A praça Tahrir perdeu a inocência

Esse estranho bicho chamado democracia é inspirador, mas também turbulento e imprevisível

A revolução egípcia foi bonita demais para perdurar como começou. Vamos combinar que é uma bela proeza derrubar uma ditadura de 30 anos em apenas 18 dias de manifestações essencialmente pacíficas.

A violência ficou a cargo do aparato repressivo, fora um ou outro episódio pontual de agressões como as que sofreram jornalistas na praça Tahrir. Não é de agora que blogueiros e analistas internacionais têm apontado a mudança de ambiente na praça. Antes, era uma grande festa. Recentemente, exala rancor.

Era de esperar que a festa acabasse.

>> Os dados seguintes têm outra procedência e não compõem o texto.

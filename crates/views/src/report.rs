use std::collections::BTreeSet;
use std::fmt;

use serde::{Deserialize, Serialize};

use cf_core::Tick;

use crate::appearances::ProlificActor;
use crate::busy::BusyActor;
use crate::ratings::RatedActor;

/// The three continuous queries.
#[derive(Debug, Clone, Copy, Serialize, Deserialize, PartialEq, Eq, Hash)]
#[serde(rename_all = "snake_case")]
pub enum Query {
    /// Actors with the most movies.
    MostProlific,
    /// Highest average rating among actors with enough votes.
    BestRated,
    /// Highest average rating among actors with enough movies.
    BestBusy,
}

impl Query {
    pub fn as_str(&self) -> &'static str {
        match self {
            Query::MostProlific => "most_prolific",
            Query::BestRated => "best_rated",
            Query::BestBusy => "best_busy",
        }
    }
}

impl fmt::Display for Query {
    fn fmt(&self, f: &mut fmt::Formatter<'_>) -> fmt::Result {
        f.write_str(self.as_str())
    }
}

/// A ranked list, best first, tagged with the query that produced it.
#[derive(Debug, Clone, Serialize, Deserialize, PartialEq)]
pub struct Ranked<T> {
    pub query: Query,
    pub entries: Vec<T>,
}

impl<T> Ranked<T> {
    pub fn new(query: Query, entries: Vec<T>) -> Self {
        Self { query, entries }
    }
}

/// Everything emitted for one tick.
#[derive(Debug, Clone, Serialize, Deserialize, PartialEq)]
pub struct TickReport {
    pub tick: Tick,
    pub most_prolific: Ranked<ProlificActor>,
    pub best_rated: Ranked<RatedActor>,
    pub best_busy: Ranked<BusyActor>,
}

impl TickReport {
    pub fn empty(tick: Tick) -> Self {
        Self {
            tick,
            most_prolific: Ranked::new(Query::MostProlific, Vec::new()),
            best_rated: Ranked::new(Query::BestRated, Vec::new()),
            best_busy: Ranked::new(Query::BestBusy, Vec::new()),
        }
    }

    /// Every actor named in any of the three lists.
    pub fn actors(&self) -> BTreeSet<&str> {
        self.most_prolific
            .entries
            .iter()
            .map(|e| e.actor.as_str())
            .chain(self.best_rated.entries.iter().map(|e| e.actor.as_str()))
            .chain(self.best_busy.entries.iter().map(|e| e.actor.as_str()))
            .collect()
    }

    pub fn to_json_line(&self) -> Result<String, cf_core::CoreError> {
        Ok(serde_json::to_string(self)?)
    }
}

Como escreveu para o "New York Times" Catherine Ashton, a responsável europeia por política externa, "democracia -em toda parte- pode ser estranha: instigante, inspiradora e libertadora, mas também confusa, turbulenta e imprevisível". Uma descrição apta da transição egípcia: de instigante, inspiradora e libertadora no ano passado passou a confusa, turbulenta e imprevisível agora.

Asef Bayat, professor de Sociologia e de Estudos do Oriente Médio na Universidade de Illinois, aponta a causa básica da turbulência, em entrevista para o sítio "Egito Independente": "O problema é que, até agora, aqueles que fizeram a revolução não estão no poder".

Refere-se à massa de manifestantes que se mobilizaram pelas redes sociais. Foram capazes de destronar Hosni Mubarak, mas, prossegue Bayat, "um significativo número de instituições do velho regime -os militares, alguns setores da mídia, o aparato de segurança etc.- continuam a exercer poder" e a atuar com "arrogância como se nada tivesse mudado".

Reforça Yezid Sayigh, pesquisador do Centro para o Oriente Médio do Instituto Carnegie para a Paz Mundial: "O Conselho Supremo das Forças Armadas deseja assegurar seus próprios interesses e privilégios no futuro". Mais precisamente: quer assegurar a continuidade da assistência militar norte-americana (US$ 1,3 bilhão por ano), que poderia ser cortada se o novo Egito rompesse o tratado de paz com Israel, o inoxidável aliado dos EUA.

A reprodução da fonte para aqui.